A soft knock sounded behind us, and I glanced back at the mayor’s office windows. Two clear blue eyes stared out at me through parted wooden slats. I caught my breath. The mayor held my gaze for a long, long moment before snapping the blinds shut.
I turned back to Krista, an awful feeling spreading through my gut that my time might be running out.
Imagined crime
Joaquin was silent as he walked me home from Krista’s later that afternoon, beadily eyeing the Lifers at the center of town like he was my own personal bodyguard. He’d shown up out of nowhere as we’d finished the last batch of strawberry-scented cupcakes and had ever so casually offered to escort me back to Magnolia Street. Now I knew why. He thought I needed protection.
I wasn’t sure if that made me feel safer, or a lot more terrified.
“So…” I said finally, as we reached the far side of the square and the ever-present shadows on Freesia Lane. “How about those Yankees?”
“What?” Joaquin snapped.
I blushed, hard. “Sorry. It’s just something…my dad always says that when there’s an awkward pause in conversation. It’s like a thing.”
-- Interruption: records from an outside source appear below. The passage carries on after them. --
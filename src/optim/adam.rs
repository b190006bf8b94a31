use std::collections::BTreeMap;

use serde::{Deserialize, Serialize};

use crate::error::{CosalError, Result};
use crate::network::Parameter;
use crate::optim::optimizer::Optimizer;

const EPS: f64 = 1e-8;

/// First and second moment estimates of one parameter.
#[derive(Debug, Clone, Default, Serialize, Deserialize)]
pub struct Moments {
    pub step: u64,
    pub m: Vec<f64>,
    pub v: Vec<f64>,
}

/// Adam with bias correction and no weight decay. Moments are keyed by
/// parameter name so they survive a checkpoint round trip.
#[derive(Debug, Clone, Serialize, Deserialize)]
pub struct Adam {
    pub learning_rate: f64,
    pub backbone_scale: f64,
    pub betas: (f64, f64),
    pub moments: BTreeMap<String, Moments>,
}

impl Adam {
    pub fn new(learning_rate: f64, backbone_scale: f64, betas: (f64, f64)) -> Adam {
        Adam {
            learning_rate,
            backbone_scale,
            betas,
            moments: BTreeMap::new(),
        }
    }
}

impl Optimizer for Adam {
    fn name(&self) -> &'static str {
        "Adam"
    }

    fn step(&mut self, params: Vec<&mut Parameter>) -> Result<()> {
        let (b1, b2) = self.betas;
        for param in params.into_iter().filter(|p| p.trainable) {
            let lr = self.lr_for(param.group);
            let len = param.value.len();
            let state = self.moments.entry(param.name.clone()).or_insert_with(|| Moments {
                step: 0,
                m: vec![0.0; len],
                v: vec![0.0; len],
            });
            if state.m.len() != len || state.v.len() != len {
                return Err(CosalError::Checkpoint(format!(
                    "optimizer state for '{}' has {} entries, parameter has {}",
                    param.name,
                    state.m.len(),
                    len
                )));
            }
            state.step += 1;
            let bias1 = 1.0 - b1.powi(state.step as i32);
            let bias2 = 1.0 - b2.powi(state.step as i32);
            for i in 0..len {
                let g = param.grad[i];
                state.m[i] = b1 * state.m[i] + (1.0 - b1) * g;
                state.v[i] = b2 * state.v[i] + (1.0 - b2) * g * g;
                let m_hat = state.m[i] / bias1;
                let v_hat = state.v[i] / bias2;
                param.value[i] -= lr * m_hat / (v_hat.sqrt() + EPS);
            }
        }
        Ok(())
    }

    fn base_lr(&self) -> f64 {
        self.learning_rate
    }

    fn set_base_lr(&mut self, lr: f64) {
        self.learning_rate = lr;
    }

    fn backbone_scale(&self) -> f64 {
        self.backbone_scale
    }

    fn state(&self) -> Result<serde_json::Value> {
        Ok(serde_json::to_value(self)?)
    }

    fn load_state(&mut self, state: &serde_json::Value) -> Result<()> {
        *self = Adam::deserialize(state)?;
        Ok(())
    }

    fn describe(&self) -> String {
        format!(
            "Adam (lr: {}, backbone lr: {}, betas: ({}, {}), eps: {})",
            self.learning_rate,
            self.learning_rate * self.backbone_scale,
            self.betas.0,
            self.betas.1,
            EPS
        )
    }
}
“Oh.” It was his turn to blush. “I guess I’m a little tense.”
We started down the hill, passing by the tall, imposing Victorian houses, their eaves decorated with intricate carvings, their porches lined with pretty potted flowers—although some of these had begun to wither and brown. The overgrown park at the center of the lane was as deserted as ever, and I averted my eyes from the eerily creaking swing.
“Did you see Tristan at all today?” he asked suddenly.
I shook my head, my heart skipping a beat. Every time a door had closed or a floorboard settled inside Krista’s house, I’d been sure it was the mayor coming for my head, but it was always nothing. Apparently, wherever he and Nadia were, they were having a good time together.
“Krista said something about him going surfing with Nadia,” I replied.